Nouvelle affaire « Tintin » : précisions sur la notion de parodie en droit d’auteur
A l’occasion d’une nouvelle action engagée par la société MOULINSART (devenue Tintinimaginatio) à l’encontre d’un artiste qui commercialisait des bustes représentant Tintin et des sculptures inspirées des albums de Tintin « Objectif Lune » et « On a marché sur la Lune », la Cour d’appel d’Aix-en-Provence a eu l’occasion d’apporter une définition approfondie de l’exception de parodie prévue par l’article L. 122-5 4°du Code de propriété intellectuelle.
L’exception de parodie suscite de nombreuses interrogations, dues notamment à la multitude d’intérêts en présence : il s’agit en effet de trouver un équilibre entre la liberté d’expression du parodiste et les intérêts économiques et moraux de l’auteur de l’œuvre parodiée.
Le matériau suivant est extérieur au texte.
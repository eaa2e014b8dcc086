//! Exemplar discovery.
//!
//! The root directory holds one subdirectory per feature category; every
//! `.c` file directly inside a category directory is an exemplar. Files at the
//! root itself (the shared `io.c` header) are not exemplars.

use std::path::{Path, PathBuf};

use serde::{Deserialize, Serialize};
use tracing::debug;

use crate::error::DiscoveryError;
use crate::fixture::{self, FixtureSource};

/// Extension of eligible exemplar sources.
pub const SOURCE_EXTENSION: &str = "c";

/// One example program used as a conformance check for a single feature.
#[derive(Debug, Clone, PartialEq, Eq, Serialize, Deserialize)]
pub struct Exemplar {
    /// Relative path from the root, `/`-separated (e.g. `tests/loop.c`).
    pub id: String,

    /// Category label (the containing directory name, verbatim).
    pub category: String,

    /// Path to the source file.
    pub source: PathBuf,

    /// Exact expected stdout; `None` means only the exit code is checked.
    #[serde(skip)]
    pub expected_stdout: Option<Vec<u8>>,

    /// Expected exit code.
    pub expected_exit: i32,
}

impl Exemplar {
    /// File stem of the source (`loop` for `tests/loop.c`).
    pub fn stem(&self) -> &str {
        self.source
            .file_stem()
            .and_then(|s| s.to_str())
            .unwrap_or(self.id.as_str())
    }

    /// Whether stdout content is checked, rather than only the exit code.
    pub fn checks_stdout(&self) -> bool {
        self.expected_stdout.is_some()
    }
}

/// Discovers exemplars under a root directory.
pub struct Registry {
    root: PathBuf,
    categories: Vec<String>,
    sources: Vec<Box<dyn FixtureSource>>,
}

impl Registry {
    /// Create a registry over `root` using the default fixture sources.
    pub fn new(root: impl Into<PathBuf>) -> Self {
        Self {
            root: root.into(),
            categories: Vec::new(),
            sources: fixture::default_sources(),
        }
    }

    /// Restrict discovery to the named categories (empty = all).
    pub fn with_categories(mut self, categories: Vec<String>) -> Self {
        self.categories = categories;
        self
    }

    /// Replace the fixture sources consulted for each exemplar.
    pub fn with_fixture_sources(mut self, sources: Vec<Box<dyn FixtureSource>>) -> Self {
        self.sources = sources;
        self
    }

    /// The root directory being scanned.
    pub fn root(&self) -> &Path {
        &self.root
    }

    /// Lazily scan the root. Each call rescans from scratch.
    ///
    /// Category directories are visited in sorted order and each one is read
    /// only when the iterator reaches it.
    pub fn iter(&self) -> Result<ExemplarIter<'_>, DiscoveryError> {
        if !self.root.exists() {
            return Err(DiscoveryError::RootMissing(self.root.clone()));
        }
        if !self.root.is_dir() {
            return Err(DiscoveryError::NotADirectory(self.root.clone()));
        }

        let mut categories = Vec::new();
        for entry in read_dir_sorted(&self.root)? {
            if !entry.is_dir() {
                continue;
            }
            let Some(name) = entry.file_name().and_then(|n| n.to_str()) else {
                continue;
            };
            if name.starts_with('.') {
                continue;
            }
            if !self.categories.is_empty() && !self.categories.iter().any(|c| c == name) {
                continue;
            }
            categories.push((name.to_string(), entry));
        }
        categories.reverse();

        Ok(ExemplarIter {
            registry: self,
            categories,
            pending: Vec::new(),
            failed: false,
        })
    }

    /// Scan the root and collect every exemplar.
    ///
    /// Fails if the root is missing or no eligible source file is found.
    pub fn discover(&self) -> Result<Vec<Exemplar>, DiscoveryError> {
        let exemplars = self.iter()?.collect::<Result<Vec<_>, _>>()?;
        if exemplars.is_empty() {
            return Err(DiscoveryError::NoExemplars(self.root.clone()));
        }
        debug!(
            root = %self.root.display(),
            count = exemplars.len(),
            "Discovered exemplars"
        );
        Ok(exemplars)
    }

    fn load(&self, category: &str, source: PathBuf) -> Result<Exemplar, DiscoveryError> {
        let decl = fixture::resolve(&self.sources, &source)?;
        let file_name = source
            .file_name()
            .map(|n| n.to_string_lossy().into_owned())
            .unwrap_or_default();

        Ok(Exemplar {
            id: format!("{}/{}", category, file_name),
            category: category.to_string(),
            source,
            expected_stdout: decl.expected_stdout,
            expected_exit: decl.expected_exit.unwrap_or(0),
        })
    }
}

/// Lazy, finite iterator over the exemplars of a [`Registry`].
pub struct ExemplarIter<'a> {
    registry: &'a Registry,
    /// Remaining categories, reversed so `pop` yields them in order.
    categories: Vec<(String, PathBuf)>,
    /// Remaining sources of the current category, reversed.
    pending: Vec<(String, PathBuf)>,
    failed: bool,
}

impl Iterator for ExemplarIter<'_> {
    type Item = Result<Exemplar, DiscoveryError>;

    fn next(&mut self) -> Option<Self::Item> {
        if self.failed {
            return None;
        }
        loop {
            if let Some((category, source)) = self.pending.pop() {
                let item = self.registry.load(&category, source);
                self.failed = item.is_err();
                return Some(item);
            }

            let (category, dir) = self.categories.pop()?;
            match read_dir_sorted(&dir) {
                Ok(entries) => {
                    self.pending = entries
                        .into_iter()
                        .filter(|p| p.is_file() && is_source(p))
                        .map(|p| (category.clone(), p))
                        .rev()
                        .collect();
                }
                Err(e) => {
                    self.failed = true;
                    return Some(Err(e));
                }
            }
        }
    }
}

fn is_source(path: &Path) -> bool {
    path.extension().and_then(|e| e.to_str()) == Some(SOURCE_EXTENSION)
}

fn read_dir_sorted(dir: &Path) -> Result<Vec<PathBuf>, DiscoveryError> {
    let io_err = |e| DiscoveryError::Io {
        path: dir.to_path_buf(),
        source: e,
    };
    let mut entries = std::fs::read_dir(dir)
        .map_err(io_err)?
        .map(|entry| entry.map(|e| e.path()))
        .collect::<Result<Vec<_>, _>>()
        .map_err(io_err)?;
    entries.sort();
    Ok(entries)
}
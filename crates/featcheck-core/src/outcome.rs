//! Classified result of running one exemplar through the pipeline.

use std::fmt;
use std::time::Duration;

use serde::{Deserialize, Serialize};

use crate::registry::Exemplar;

/// Outcome classification.
#[derive(Debug, Clone, Copy, PartialEq, Eq, Hash, PartialOrd, Ord, Serialize, Deserialize)]
#[serde(rename_all = "snake_case")]
pub enum OutcomeKind {
    Pass,
    CompileFailure,
    RuntimeMismatch,
    Timeout,
    Crash,
}

impl OutcomeKind {
    /// Every kind, in report column order.
    pub const ALL: [OutcomeKind; 5] = [
        OutcomeKind::Pass,
        OutcomeKind::CompileFailure,
        OutcomeKind::RuntimeMismatch,
        OutcomeKind::Timeout,
        OutcomeKind::Crash,
    ];

    /// Stable snake_case name.
    pub fn name(&self) -> &'static str {
        match self {
            OutcomeKind::Pass => "pass",
            OutcomeKind::CompileFailure => "compile_failure",
            OutcomeKind::RuntimeMismatch => "runtime_mismatch",
            OutcomeKind::Timeout => "timeout",
            OutcomeKind::Crash => "crash",
        }
    }

    /// Whether this kind counts as a pass.
    pub fn is_pass(&self) -> bool {
        matches!(self, OutcomeKind::Pass)
    }
}

impl fmt::Display for OutcomeKind {
    fn fmt(&self, f: &mut fmt::Formatter<'_>) -> fmt::Result {
        f.pad(self.name())
    }
}

/// The classified result for one exemplar. Never mutated once aggregated.
#[derive(Debug, Clone, PartialEq, Eq, Serialize, Deserialize)]
pub struct Outcome {
    /// Exemplar path relative to the root.
    pub exemplar: String,

    /// Category the exemplar belongs to.
    pub category: String,

    /// Classification.
    pub kind: OutcomeKind,

    /// One-line cause.
    pub explanation: String,

    /// Verbatim diagnostics or captured stderr, never summarised.
    #[serde(skip_serializing_if = "Option::is_none")]
    pub detail: Option<String>,

    /// Time spent on this exemplar (build + run) in milliseconds.
    pub duration_ms: u64,
}

impl Outcome {
    /// Create an outcome for `exemplar`.
    pub fn new(exemplar: &Exemplar, kind: OutcomeKind, explanation: impl Into<String>) -> Self {
        Self {
            exemplar: exemplar.id.clone(),
            category: exemplar.category.clone(),
            kind,
            explanation: explanation.into(),
            detail: None,
            duration_ms: 0,
        }
    }

    /// Attach verbatim detail; empty detail is dropped.
    pub fn with_detail(mut self, detail: impl Into<String>) -> Self {
        let detail = detail.into();
        self.detail = if detail.is_empty() { None } else { Some(detail) };
        self
    }

    /// Record the time spent.
    pub fn with_duration(mut self, duration: Duration) -> Self {
        self.duration_ms = duration.as_millis() as u64;
        self
    }

    /// Whether this outcome is a pass.
    pub fn passed(&self) -> bool {
        self.kind.is_pass()
    }
}
//! Build adapter: turn one exemplar's source into an executable.

use std::path::{Path, PathBuf};
use std::time::Duration;

use async_trait::async_trait;
use tokio::process::Command;
use tracing::debug;

use crate::error::HarnessFault;
use crate::registry::Exemplar;
use crate::sandbox::{absolutize, run_captured, scratch_dir};
use crate::toolchain::ToolchainConfig;

/// Capture limit for compiler diagnostics.
const MAX_DIAGNOSTIC_BYTES: usize = 256 * 1024;

/// Timeout for the `--version` probe.
const PROBE_TIMEOUT: Duration = Duration::from_secs(10);

/// Result of building one exemplar.
///
/// Owns the scoped build directory: dropping the artifact deletes the binary
/// and every intermediate file, whatever the outcome of the run.
#[derive(Debug)]
pub struct BuildArtifact {
    /// Exemplar this artifact was built from.
    pub exemplar_id: String,

    /// Compiled binary (absent on failure).
    pub binary: Option<PathBuf>,

    /// Verbatim toolchain diagnostics (stderr, then stdout).
    pub diagnostics: String,

    /// Whether the build produced a runnable binary.
    pub success: bool,

    /// Build duration in milliseconds.
    pub duration_ms: u64,

    /// Whether the build timeout expired.
    pub timed_out: bool,

    workdir: Option<tempfile::TempDir>,
}

impl BuildArtifact {
    /// A successful build of `binary`, kept alive by `workdir` if given.
    pub fn built(
        exemplar_id: impl Into<String>,
        binary: PathBuf,
        workdir: Option<tempfile::TempDir>,
    ) -> Self {
        Self {
            exemplar_id: exemplar_id.into(),
            binary: Some(binary),
            diagnostics: String::new(),
            success: true,
            duration_ms: 0,
            timed_out: false,
            workdir,
        }
    }

    /// A failed build with the given diagnostics.
    pub fn failed(exemplar_id: impl Into<String>, diagnostics: impl Into<String>) -> Self {
        Self {
            exemplar_id: exemplar_id.into(),
            binary: None,
            diagnostics: diagnostics.into(),
            success: false,
            duration_ms: 0,
            timed_out: false,
            workdir: None,
        }
    }

    /// Path to the runnable binary, only when the build succeeded.
    pub fn binary(&self) -> Option<&Path> {
        if self.success {
            self.binary.as_deref()
        } else {
            None
        }
    }

    /// The scoped build directory, if this artifact owns one.
    pub fn workdir(&self) -> Option<&Path> {
        self.workdir.as_ref().map(|d| d.path())
    }
}

/// Turns exemplar sources into executables.
///
/// Compile failure is a normal result (`success == false`); an `Err` means the
/// harness itself is broken (toolchain missing, scratch space unusable).
#[async_trait]
pub trait BuildAdapter: Send + Sync {
    /// Build one exemplar into a fresh, exclusively-owned directory.
    async fn build(&self, exemplar: &Exemplar) -> Result<BuildArtifact, HarnessFault>;

    /// Human-readable toolchain identity, checked once before scheduling.
    async fn identify(&self) -> Result<String, HarnessFault> {
        Ok("unknown".to_string())
    }
}

/// [`BuildAdapter`] that shells out to a configured compiler.
#[derive(Debug, Clone)]
pub struct ToolchainBuilder {
    toolchain: ToolchainConfig,
    root: PathBuf,
    scratch_root: PathBuf,
}

impl ToolchainBuilder {
    /// Build sources under `root` with `toolchain`, scratch space in `scratch_root`.
    pub fn new(toolchain: ToolchainConfig, root: PathBuf, scratch_root: PathBuf) -> Self {
        Self {
            toolchain,
            root,
            scratch_root,
        }
    }

    /// The toolchain configuration in use.
    pub fn toolchain(&self) -> &ToolchainConfig {
        &self.toolchain
    }

    fn unavailable(&self, source: std::io::Error) -> HarnessFault {
        HarnessFault::ToolchainUnavailable {
            program: self.toolchain.program.clone(),
            source,
        }
    }
}

#[async_trait]
impl BuildAdapter for ToolchainBuilder {
    async fn build(&self, exemplar: &Exemplar) -> Result<BuildArtifact, HarnessFault> {
        let workdir = scratch_dir(&self.scratch_root, "featcheck-build-")?;
        let src = absolutize(&exemplar.source)?;
        let root = absolutize(&self.root)?;
        let out = workdir.path().join(exemplar.stem());

        let args = self.toolchain.render_args(&src, &out, &root);
        debug!(exemplar = %exemplar.id, program = %self.toolchain.program, ?args, "Building exemplar");

        let mut command = Command::new(&self.toolchain.program);
        command
            .args(&args)
            .current_dir(workdir.path())
            .env("TMPDIR", workdir.path());

        let timeout = Duration::from_secs(self.toolchain.timeout_secs);
        let captured = run_captured(command, timeout, MAX_DIAGNOSTIC_BYTES)
            .await
            .map_err(|e| self.unavailable(e))?;

        let mut diagnostics = String::from_utf8_lossy(&captured.stderr).into_owned();
        diagnostics.push_str(&String::from_utf8_lossy(&captured.stdout));
        if captured.timed_out {
            if !diagnostics.is_empty() && !diagnostics.ends_with('\n') {
                diagnostics.push('\n');
            }
            diagnostics.push_str(&format!(
                "build timed out after {}s",
                self.toolchain.timeout_secs
            ));
        }

        let success = captured.succeeded() && out.is_file();
        if captured.succeeded() && !success && diagnostics.is_empty() {
            diagnostics = format!("toolchain reported success but produced no {}", out.display());
        }

        Ok(BuildArtifact {
            exemplar_id: exemplar.id.clone(),
            binary: success.then_some(out),
            diagnostics,
            success,
            duration_ms: captured.duration.as_millis() as u64,
            timed_out: captured.timed_out,
            workdir: Some(workdir),
        })
    }

    async fn identify(&self) -> Result<String, HarnessFault> {
        let mut command = Command::new(&self.toolchain.program);
        command.arg("--version");
        let captured = run_captured(command, PROBE_TIMEOUT, 64 * 1024)
            .await
            .map_err(|e| self.unavailable(e))?;

        let text = if captured.stdout.is_empty() {
            captured.stderr
        } else {
            captured.stdout
        };
        let identity = String::from_utf8_lossy(&text)
            .lines()
            .next()
            .map(|l| l.trim().to_string())
            .filter(|l| !l.is_empty() && captured.status.map(|s| s.success()).unwrap_or(false));

        Ok(identity.unwrap_or_else(|| "unknown".to_string()))
    }
}

#[cfg(test)]
mod tests {
    use super::*;
    use crate::toolchain::BuiltinToolchain;

    fn exemplar(dir: &Path, name: &str, body: &str) -> Exemplar {
        let source = dir.join(name);
        std::fs::write(&source, body).unwrap();
        Exemplar {
            id: format!("tests/{}", name),
            category: "tests".to_string(),
            source,
            expected_stdout: None,
            expected_exit: 0,
        }
    }

    #[test]
    fn test_failed_artifact_has_no_binary() {
        let artifact = BuildArtifact::failed("tests/x.c", "error: expected ';'");
        assert!(!artifact.success);
        assert!(artifact.binary().is_none());
        assert!(artifact.workdir().is_none());
        assert!(artifact.diagnostics.contains("expected ';'"));
    }

    #[test]
    fn test_built_artifact_owns_workdir() {
        let dir = tempfile::tempdir().unwrap();
        let path = dir.path().to_path_buf();
        let artifact = BuildArtifact::built("tests/x.c", path.join("x"), Some(dir));
        assert_eq!(artifact.workdir(), Some(path.as_path()));
        drop(artifact);
        assert!(!path.exists());
    }

    #[tokio::test]
    async fn test_missing_toolchain_is_a_fault() {
        let src_dir = tempfile::tempdir().unwrap();
        let scratch = tempfile::tempdir().unwrap();
        let ex = exemplar(src_dir.path(), "a.c", "int main(void) { return 0; }\n");

        let builder = ToolchainBuilder::new(
            ToolchainConfig::custom("featcheck-no-such-cc".to_string(), vec!["{src}".to_string()], 5),
            src_dir.path().to_path_buf(),
            scratch.path().to_path_buf(),
        );

        let err = builder.build(&ex).await.unwrap_err();
        assert!(matches!(err, HarnessFault::ToolchainUnavailable { .. }));
        assert!(matches!(
            builder.identify().await.unwrap_err(),
            HarnessFault::ToolchainUnavailable { .. }
        ));
    }

    #[tokio::test]
    async fn test_nonzero_toolchain_exit_is_compile_failure() {
        let src_dir = tempfile::tempdir().unwrap();
        let scratch = tempfile::tempdir().unwrap();
        let ex = exemplar(src_dir.path(), "b.c", "int main(void) { return 0; }\n");

        // `sh -c '...' sh <src>` stands in for a compiler that rejects the input.
        let builder = ToolchainBuilder::new(
            ToolchainConfig::custom(
                "sh".to_string(),
                vec![
                    "-c".to_string(),
                    "echo \"$1:1:1: error: boom\" >&2; exit 1".to_string(),
                    "sh".to_string(),
                    "{src}".to_string(),
                ],
                5,
            ),
            src_dir.path().to_path_buf(),
            scratch.path().to_path_buf(),
        );

        let artifact = builder.build(&ex).await.unwrap();
        assert!(!artifact.success);
        assert!(artifact.binary().is_none());
        assert!(artifact.diagnostics.contains("error: boom"));
        assert!(artifact.diagnostics.contains("b.c"));
    }

    #[tokio::test]
    async fn test_build_timeout_is_compile_failure() {
        let src_dir = tempfile::tempdir().unwrap();
        let scratch = tempfile::tempdir().unwrap();
        let ex = exemplar(src_dir.path(), "c.c", "int main(void) { return 0; }\n");

        let mut toolchain =
            ToolchainConfig::custom("sh".to_string(), vec!["-c".to_string(), "sleep 30".to_string()], 1);
        toolchain.timeout_secs = 1;
        let builder = ToolchainBuilder::new(
            toolchain,
            src_dir.path().to_path_buf(),
            scratch.path().to_path_buf(),
        );

        let artifact = builder.build(&ex).await.unwrap();
        assert!(!artifact.success);
        assert!(artifact.timed_out);
        assert!(artifact.diagnostics.contains("timed out"));
    }

    #[tokio::test]
    async fn test_builds_use_distinct_directories() {
        let src_dir = tempfile::tempdir().unwrap();
        let scratch = tempfile::tempdir().unwrap();
        let ex = exemplar(src_dir.path(), "d.c", "int main(void) { return 0; }\n");

        // A "compiler" that copies a script into {out}.
        let builder = ToolchainBuilder::new(
            ToolchainConfig::custom(
                "sh".to_string(),
                vec![
                    "-c".to_string(),
                    "printf '#!/bin/sh\\nexit 0\\n' > \"$1\" && chmod +x \"$1\"".to_string(),
                    "sh".to_string(),
                    "{out}".to_string(),
                ],
                5,
            ),
            src_dir.path().to_path_buf(),
            scratch.path().to_path_buf(),
        );

        let (a, b) = tokio::join!(builder.build(&ex), builder.build(&ex));
        let (a, b) = (a.unwrap(), b.unwrap());
        assert!(a.success && b.success);
        assert_ne!(a.binary().unwrap(), b.binary().unwrap());
        assert_ne!(a.workdir(), b.workdir());
    }

    #[test]
    fn test_builder_keeps_toolchain() {
        let builder = ToolchainBuilder::new(
            ToolchainConfig::from_builtin(BuiltinToolchain::Clang, 30),
            PathBuf::from("corpus"),
            std::env::temp_dir(),
        );
        assert_eq!(builder.toolchain().program, "clang");
    }
}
L’article L.122-5 4° du Code de la Propriété Intellectuelle emploie trois expressions : la parodie, le pastiche, la caricature. Traditionnellement, on considère que ces trois expressions recouvrent les trois principaux genres : la musique (parodie), la littérature (pastiche) et les arts graphiques (caricature). Mais le terme « parodie » est aujourd’hui utilisé de façon à couvrir le pastiche et la caricature et, la jurisprudence considère que la parodie doit provoquer le rire sans pour autant créer un risque de confusion et s’approprier l’œuvre première et, sans pour autant dénigrer l’auteur par voie d’atteinte à son droit moral.
Ce n’est pas la première fois que la société MOULINSART revendique ses droits d’auteur en justice concernant « les aventures de Tintin ». En 2017, elle avait déjà assigné un parodiste en justice pour contrefaçon. Les faits étaient quelque peu différents de l’affaire en présence : un artiste-peintre avait réalisé une série de tableaux dans lesquels il mettait en scène la vie amoureuse du personnage de Tintin dans des situations inspirées des toiles du peintre américain Edward Hopper. L’argument de l’exception de parodie soulevé par le défendeur avait été accepté par le Tribunal judiciaire de Rennes. Tout d’abord, l’intention humoristique était bien établie au regard des témoignages du public et de son ressenti. La critique était également exprimée de façon diverse à travers les interrogations sur la vie du personnage de Tintin. Enfin, il n’existait selon le Tribunal aucun risque de confusion au motif que « les travestissements auxquels procède l’Artiste sont évidents ». (TJ Rennes, 10 mai 2021, n° 17/04478)
Dans cette nouvelle affaire Tintin, le but humoristique ou critique des bustes et des statuettes commercialisés par l’artiste Christophe Tixier alias Peppone n’étaient pas si évidents. Ainsi, aux termes d’un jugement du 17 juin 2021, le Tribunal judiciaire de Marseille a jugé que des actes de contrefaçon avaient été commis et a rejeté l’argument de l’exception de parodie soulevée par le défendeur.
Concernant la définition de la parodie, la Cour de justice de l’Union européenne a déjà précisé que « la parodie a pour caractéristiques essentielles, d’une part, d’évoquer une œuvre existante, tout en présentant des différences perceptibles par rapport à celle-ci, et, d’autre part de constituer une manifestation d’humour ou une raillerie » (CJUE, 3 septembre 2014, C-201/13).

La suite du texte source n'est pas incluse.